Im ersten Symposium des "Zukunftsforums" wird es daher um das Verhältnis von
Religionen, Werten und öffentlicher Moral gehen: Wie konstituieren sich in
modernen, religionspluralistischen Gesellschaften gemeinsame Werte? Welcher
Zusammenhang besteht unter diesen Bedingungen zwischen individueller
Wertbegründung bzw. Wertzumessung ("was den Menschen heilig ist") und den
gemeinschaftsstiftenden Werten, von denen die Gesellschaft lebt? Wie werden
wichtige Werte der Gesellschaft (z.B. die so genannten Grundwerte) an die nächste Generation weiter vermittelt, inwieweit bleiben sie stabil oder verändern sich im Zuge der Vermittlung? Spielen dabei religiöse Orientierungen eine Rolle, oder behindern diese unter gegenwärtigen Bedingungen eher einen gesellschaftlichen Konsens?

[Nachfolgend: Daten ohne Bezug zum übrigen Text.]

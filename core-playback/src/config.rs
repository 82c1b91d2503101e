//! # Session Configuration
//!
//! Timing and policy knobs for the playback session controller.

use serde::{Deserialize, Serialize};
use std::time::Duration;

use crate::navigator::ShufflePolicy;

/// Session controller configuration.
///
/// Every field has a serde default, so a host can deserialize a partial
/// settings document.
#[derive(Debug, Clone, PartialEq, Serialize, Deserialize)]
pub struct SessionConfig {
    /// How often progress is read from the engine and published while
    /// playing.
    ///
    /// Default: 250 ms.
    #[serde(default = "default_progress_interval")]
    pub progress_interval: Duration,

    /// Minimum spacing between position store writes during playback.
    /// Teardown always writes regardless of this throttle.
    ///
    /// Default: 5 seconds.
    #[serde(default = "default_position_write_interval")]
    pub position_write_interval: Duration,

    /// Position records older than this are ignored and pruned.
    ///
    /// Default: 30 days.
    #[serde(default = "default_position_retention")]
    pub position_retention: Duration,

    /// Shuffle draw policy.
    ///
    /// Default: memoryless.
    #[serde(default)]
    pub shuffle_policy: ShufflePolicy,

    /// Whether a selection starts playing as soon as it is loaded.
    ///
    /// Default: true.
    #[serde(default = "default_autoplay")]
    pub autoplay: bool,

    /// Capacity of the command queue between handles and the controller.
    ///
    /// Default: 64.
    #[serde(default = "default_command_buffer")]
    pub command_buffer: usize,
}

impl Default for SessionConfig {
    fn default() -> Self {
        Self {
            progress_interval: default_progress_interval(),
            position_write_interval: default_position_write_interval(),
            position_retention: default_position_retention(),
            shuffle_policy: ShufflePolicy::default(),
            autoplay: default_autoplay(),
            command_buffer: default_command_buffer(),
        }
    }
}

impl SessionConfig {
    pub fn new() -> Self {
        Self::default()
    }

    pub fn with_progress_interval(mut self, interval: Duration) -> Self {
        self.progress_interval = interval;
        self
    }

    pub fn with_position_write_interval(mut self, interval: Duration) -> Self {
        self.position_write_interval = interval;
        self
    }

    pub fn with_position_retention(mut self, retention: Duration) -> Self {
        self.position_retention = retention;
        self
    }

    pub fn with_shuffle_policy(mut self, policy: ShufflePolicy) -> Self {
        self.shuffle_policy = policy;
        self
    }

    pub fn with_autoplay(mut self, autoplay: bool) -> Self {
        self.autoplay = autoplay;
        self
    }

    pub fn with_command_buffer(mut self, capacity: usize) -> Self {
        self.command_buffer = capacity;
        self
    }

    /// Validate configuration values.
    pub fn validate(&self) -> Result<(), String> {
        if self.progress_interval.is_zero() {
            return Err("progress_interval must be > 0".to_string());
        }

        if self.position_write_interval < self.progress_interval {
            return Err(
                "position_write_interval cannot be shorter than progress_interval".to_string(),
            );
        }

        if self.position_retention.is_zero() {
            return Err("position_retention must be > 0".to_string());
        }

        if self.command_buffer == 0 {
            return Err("command_buffer must be > 0".to_string());
        }

        Ok(())
    }
}

// ============================================================================
// Default Functions (for serde)
// ============================================================================

fn default_progress_interval() -> Duration {
    Duration::from_millis(250)
}

fn default_position_write_interval() -> Duration {
    Duration::from_secs(5)
}

fn default_position_retention() -> Duration {
    Duration::from_secs(30 * 24 * 60 * 60)
}

fn default_autoplay() -> bool {
    true
}

fn default_command_buffer() -> usize {
    64
}
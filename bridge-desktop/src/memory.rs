//! In-memory key/value store

use async_trait::async_trait;
use bridge_traits::{error::Result, storage::KeyValueStore};
use bytes::Bytes;
use parking_lot::RwLock;
use std::collections::BTreeMap;

/// Volatile store for hosts without durable storage, and for tests.
#[derive(Debug, Default)]
pub struct MemoryKeyValueStore {
    entries: RwLock<BTreeMap<String, Bytes>>,
}

impl MemoryKeyValueStore {
    pub fn new() -> Self {
        Self::default()
    }

    pub fn len(&self) -> usize {
        self.entries.read().len()
    }

    pub fn is_empty(&self) -> bool {
        self.entries.read().is_empty()
    }
}

#[async_trait]
impl KeyValueStore for MemoryKeyValueStore {
    async fn get(&self, key: &str) -> Result<Option<Bytes>> {
        Ok(self.entries.read().get(key).cloned())
    }

    async fn put(&self, key: &str, value: Bytes) -> Result<()> {
        self.entries.write().insert(key.to_string(), value);
        Ok(())
    }

    async fn delete(&self, key: &str) -> Result<()> {
        self.entries.write().remove(key);
        Ok(())
    }

    async fn keys(&self) -> Result<Vec<String>> {
        Ok(self.entries.read().keys().cloned().collect())
    }

    async fn keys_with_prefix(&self, prefix: &str) -> Result<Vec<String>> {
        Ok(self
            .entries
            .read()
            .range(prefix.to_string()..)
            .take_while(|(key, _)| key.starts_with(prefix))
            .map(|(key, _)| key.clone())
            .collect())
    }
}

#[cfg(test)]
mod tests {
    use super::*;

    #[tokio::test]
    async fn test_prefix_scan_uses_ordering() {
        let store = MemoryKeyValueStore::new();
        store.put("meta:a", Bytes::from_static(b"1")).await.unwrap();
        store.put("payload:a", Bytes::from_static(b"2")).await.unwrap();
        store.put("payload:b", Bytes::from_static(b"3")).await.unwrap();
        store.put("position:a", Bytes::from_static(b"4")).await.unwrap();

        assert_eq!(
            store.keys_with_prefix("payload:").await.unwrap(),
            vec!["payload:a".to_string(), "payload:b".to_string()]
        );
        assert_eq!(store.len(), 4);

        store.delete("payload:a").await.unwrap();
        assert!(!store.contains("payload:a").await.unwrap());
    }
}
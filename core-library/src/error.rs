use bridge_traits::error::BridgeError;
use thiserror::Error;

#[derive(Error, Debug)]
pub enum LibraryError {
    #[error("Bridge error: {0}")]
    Bridge(#[from] BridgeError),

    #[error("Entity not found: {entity_type} with id {id}")]
    NotFound { entity_type: String, id: String },

    #[error("Invalid input: {field} - {message}")]
    InvalidInput { field: String, message: String },

    #[error("Catalogue unavailable: {0}")]
    Unavailable(String),
}

pub type Result<T> = std::result::Result<T, LibraryError>;
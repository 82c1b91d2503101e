//! # Playback Session Controller
//!
//! Owns the single active audio engine and drives the load, play, end cycle.
//!
//! The controller runs as one task. Commands from [`PlayerHandle`]s, engine
//! notifications, cache load completions and progress ticks all arrive on
//! channels and are processed one at a time, so session state never needs a
//! lock.
//!
//! Every selection bumps a generation counter. Load completions and engine
//! notifications carry the generation they were started for; anything that
//! does not match the current generation is dropped (a stale successful load
//! gives its handle straight back to the cache).
//!
//! Play and pause take effect as soon as the engine call returns. The
//! engine's `Started`/`Paused` events that acknowledge those calls are
//! matched off a per-session queue; only unrequested ones change state.

use bridge_traits::{
    AudioEngine, EngineEvent, EngineEventSink, EngineFactory, EngineNotification, EngineRequest,
    ListenerRegistration,
};
use core_async::sync::{mpsc, watch};
use core_async::task::JoinHandle;
use core_async::time::{Instant, Ticker};
use core_library::{CatalogueEntry, CatalogueProvider, TrackId};
use core_runtime::events::{CoreEvent, EventBus, PlaybackEvent};
use std::collections::VecDeque;
use std::sync::Arc;
use tracing::{debug, info, warn};

use crate::cache::{ResolvedHandle, ResourceCache};
use crate::config::SessionConfig;
use crate::error::{CatalogueEmptyError, DecodeError, FetchError, PlaybackError, Result};
use crate::navigator::TrackNavigator;
use crate::position::PositionStore;
use crate::session::handle::{PlayerCommand, PlayerHandle};
use crate::session::state::{PlaybackProgress, PlayerSnapshot, SessionPhase};
use crate::session::store::PlayerStore;

/// Collaborators the controller drives.
#[derive(Clone)]
pub struct SessionDependencies {
    pub cache: Arc<ResourceCache>,
    pub positions: PositionStore,
    pub engines: Arc<dyn EngineFactory>,
    pub catalogue: Arc<dyn CatalogueProvider>,
}

/// Result of a background resolve, tagged with the generation that asked.
struct LoadOutcome {
    generation: u64,
    track: TrackId,
    result: std::result::Result<ResolvedHandle, FetchError>,
}

#[derive(Debug, Clone, Copy, PartialEq, Eq)]
enum EngineState {
    Ready,
    Playing,
    Paused,
}

/// Engine event expected in reply to a controller call.
#[derive(Debug, Clone, Copy, PartialEq, Eq)]
enum Ack {
    Started,
    Paused,
}

struct ActiveSession {
    track: TrackId,
    engine: Box<dyn AudioEngine>,
    handle: ResolvedHandle,
    registration: ListenerRegistration,
    state: EngineState,
    /// Whether playback has started at least once.
    started: bool,
    pending_acks: VecDeque<Ack>,
}

impl ActiveSession {
    /// Consume `ack` if it is the next acknowledgement owed by the engine.
    fn take_ack(&mut self, ack: Ack) -> bool {
        if self.pending_acks.front() == Some(&ack) {
            self.pending_acks.pop_front();
            true
        } else {
            false
        }
    }
}

enum Session {
    Idle,
    Loading { track: TrackId },
    Active(ActiveSession),
    Transitioning,
}

impl Session {
    fn track(&self) -> Option<&TrackId> {
        match self {
            Session::Loading { track } => Some(track),
            Session::Active(active) => Some(&active.track),
            Session::Idle | Session::Transitioning => None,
        }
    }
}

/// The playback session actor. Build it with [`SessionController::new`],
/// then [`spawn`](SessionController::spawn) it.
pub struct SessionController {
    config: SessionConfig,
    deps: SessionDependencies,
    navigator: TrackNavigator,
    event_bus: Option<EventBus>,

    commands: mpsc::Receiver<PlayerCommand>,
    engine_tx: mpsc::UnboundedSender<EngineNotification>,
    engine_rx: mpsc::UnboundedReceiver<EngineNotification>,
    load_tx: mpsc::UnboundedSender<LoadOutcome>,
    load_rx: mpsc::UnboundedReceiver<LoadOutcome>,
    snapshot: watch::Sender<PlayerSnapshot>,

    session: Session,
    generation: u64,
    autoplay: bool,
    shuffle: bool,
    repeat_one: bool,
    last_track: Option<TrackId>,
    ticker: Ticker,
    last_position_write: Option<Instant>,
}
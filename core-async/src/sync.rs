//! Synchronization primitives.
//!
//! Async-aware locks and channels re-exported from `tokio::sync`. The playback
//! controller uses `mpsc` for its command/event inbox and `watch` for the
//! observable player snapshot; `broadcast` backs the runtime event bus.
//!
//! # Examples
//!
//! ```rust
//! use core_async::sync::watch;
//!
//! let (tx, rx) = watch::channel(0u32);
//! tx.send_replace(1);
//! assert_eq!(*rx.borrow(), 1);
//! ```

pub use tokio::sync::{
    broadcast, mpsc, oneshot, watch, Mutex, MutexGuard, Notify, RwLock, RwLockReadGuard,
    RwLockWriteGuard, Semaphore, SemaphorePermit,
};
//! Runtime abstraction layer for the Encore playback core.
//!
//! Every other crate in the workspace reaches the async runtime through this
//! crate instead of naming Tokio directly. Native builds map each module onto
//! the corresponding `tokio` module; the surface is kept narrow so an
//! alternative executor only needs to satisfy what is re-exported here.
//!
//! # Modules
//!
//! - `task`: task spawning and join handles
//! - `time`: sleep, timeouts, intervals, and the disarmable [`time::Ticker`]
//! - `sync`: async-aware locks and channels
//! - `runtime`: runtime handles and a `block_on` helper for sync contexts
//!
//! # Examples
//!
//! ```rust
//! use core_async::task;
//! use core_async::time::{sleep, Duration};
//!
//! async fn example() {
//!     let handle = task::spawn(async {
//!         sleep(Duration::from_millis(10)).await;
//!         42
//!     });
//!     assert_eq!(handle.await.unwrap(), 42);
//! }
//! ```

pub mod runtime;
pub mod sync;
pub mod task;
pub mod time;

pub use task::spawn;
pub use time::{sleep, Duration, Instant};

/// Wait on several async branches and run the first that completes.
pub use tokio::select;
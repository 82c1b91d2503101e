use thiserror::Error;

#[derive(Error, Debug)]
pub enum CoreError {
    #[error("Core initialization failed: {0}")]
    InitializationFailed(String),

    #[error("Runtime error: {0}")]
    Runtime(#[from] core_runtime::Error),

    #[error("Library error: {0}")]
    Library(#[from] core_library::LibraryError),

    #[error("Playback error: {0}")]
    Playback(#[from] core_playback::PlaybackError),
}

pub type Result<T> = std::result::Result<T, CoreError>;
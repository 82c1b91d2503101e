//! HTTP Client Implementation using Reqwest

use async_trait::async_trait;
use bridge_traits::{
    error::{BridgeError, Result},
    http::{HttpClient, HttpMethod, HttpRequest, HttpResponse},
};
use reqwest::Client;
use std::collections::HashMap;
use std::time::Duration;
use tracing::{debug, warn};

/// Reqwest-based HTTP client implementation
///
/// Connection pooling and TLS come from reqwest. No retries happen here; the
/// resource cache decides whether a failed fetch is attempted again.
pub struct ReqwestHttpClient {
    client: Client,
}

impl ReqwestHttpClient {
    /// Create a new HTTP client with default configuration
    pub fn new() -> Result<Self> {
        Self::with_timeout(Duration::from_secs(30))
    }

    /// Create a new HTTP client with custom timeout
    pub fn with_timeout(timeout: Duration) -> Result<Self> {
        let client = Client::builder()
            .timeout(timeout)
            .connect_timeout(Duration::from_secs(10))
            .pool_max_idle_per_host(4)
            .user_agent(concat!("encore-core/", env!("CARGO_PKG_VERSION")))
            .build()
            .map_err(|e| BridgeError::NotAvailable(format!("HTTP client: {}", e)))?;

        Ok(Self { client })
    }

    /// Wrap an already configured reqwest client
    pub fn with_client(client: Client) -> Self {
        Self { client }
    }

    fn convert_method(method: HttpMethod) -> reqwest::Method {
        match method {
            HttpMethod::Get => reqwest::Method::GET,
            HttpMethod::Head => reqwest::Method::HEAD,
        }
    }

    fn build_request(&self, request: HttpRequest) -> reqwest::RequestBuilder {
        let method = Self::convert_method(request.method);
        let mut req = self.client.request(method, &request.url);

        for (key, value) in request.headers {
            req = req.header(key, value);
        }

        if let Some(timeout) = request.timeout {
            req = req.timeout(timeout);
        }

        req
    }
}

#[async_trait]
impl HttpClient for ReqwestHttpClient {
    async fn execute(&self, request: HttpRequest) -> Result<HttpResponse> {
        debug!(method = ?request.method, "Executing HTTP request");

        let response = self.build_request(request).send().await.map_err(|e| {
            warn!(error = %e, "HTTP request failed");
            if e.is_timeout() {
                BridgeError::OperationFailed("Request timed out".to_string())
            } else if e.is_connect() {
                BridgeError::OperationFailed(format!("Connection failed: {}", e))
            } else {
                BridgeError::OperationFailed(e.to_string())
            }
        })?;

        let status = response.status().as_u16();
        let headers: HashMap<String, String> = response
            .headers()
            .iter()
            .filter_map(|(k, v)| v.to_str().ok().map(|s| (k.to_string(), s.to_string())))
            .collect();

        let body = response
            .bytes()
            .await
            .map_err(|e| BridgeError::OperationFailed(e.to_string()))?;

        debug!(status, size = body.len(), "HTTP response received");

        Ok(HttpResponse {
            status,
            headers,
            body,
        })
    }
}

#[cfg(test)]
mod tests {
    use super::*;

    #[tokio::test]
    async fn test_http_client_creation() {
        assert!(ReqwestHttpClient::new().is_ok());
    }

    #[test]
    fn test_method_conversion() {
        assert_eq!(
            ReqwestHttpClient::convert_method(HttpMethod::Get),
            reqwest::Method::GET
        );
        assert_eq!(
            ReqwestHttpClient::convert_method(HttpMethod::Head),
            reqwest::Method::HEAD
        );
    }
}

Solche und ähnliche Fragen sollen insbesondere im Blick auf den Islam und seine
Rolle in Europa diskutiert werden. Damit nimmt das Bayreuther Zukunftsforum ein
sehr aktuelles Thema auf, wie es derzeit auch im Rahmen der Islamkonferenz des
Bundesinnenministeriums thematisiert wird. Das Zukunftsforum ermöglicht es, diese Frage unabhängig vom politischen Tagesgeschäft, aber in bewusster Verknüpfung wissenschaftlicher, politischer, gesellschaftlicher und religiöser Akteure vertieft zu diskutieren.
Thematischer Zugang
Werte werden in öffentlichen Debatten üblicherweise als pluralistische, zum Teil ganz subjektive, wandlungsfähige, gleichwohl unverzichtbare Grundlage für die soziale Kohäsion und Funktion der Gesellschaft angesehen. Europa proklamiert sich selbst als eine "Wertegemeinschaft" und steuert - nicht zuletzt - über seinen Wertekanon die Zugehörigkeit zu dieser Gemeinschaft. Es ist eine offene Frage, wie beides, die Wertekonstruktion der Individuen und der gesellschaftliche Bedarf an Wertekonsens, in einer pluralistischen Gesellschaft herzustellen und zu sichern ist. In den öffentlichen Diskussionen wird dabei häufig auf die Religion verwiesen, was u.a. in der Rede vom "Christlichen Abendland" zum Ausdruck kommt. Dieser Zusammenhang kann aber unter gegenwärtigen Bedingungen nicht mehr selbstverständlich vorausgesetzt werden - zumal in historischer Hinsicht fraglich ist, ob er jemals bestanden hat. So bezeichnet sich etwa ein Drittel der deutschen Bevölkerung selbst als nicht-religiös, und auf der anderen Seite hat sich durch Säkularisierungs- und Individualisierungserscheinungen in den christlichen Kirchen, aber auch durch die verstärkte Präsenz nicht-christlicher Religionen, das religiöse
Feld selbst stark ausdifferenziert.
Es fragt sich daher, welche Rolle Religionen in den religiös gemischten
Gesellschaften der Zukunft spielen können und sollen. Wie können sowohl die
positiven wie die negativen Aspekte der Religionsfreiheit berücksichtigt werden? Soll "Religion" zur Privatsache werden, oder gibt es öffentliche Felder, in denen sich Religionen - jeweils für sich oder evtl. auch gemeinsam - in Politik und Gesellschaft einbringen können? Wie geht man mit der Tatsache um, dass Religionen in ihren normativen Begründungsmustern nicht übereinstimmen? Gibt es Wege, trotz unterschiedlicher religiöser und nicht-religiöser Begründungsmuster zu einem Wertekonsens in der Gesellschaft zu gelangen?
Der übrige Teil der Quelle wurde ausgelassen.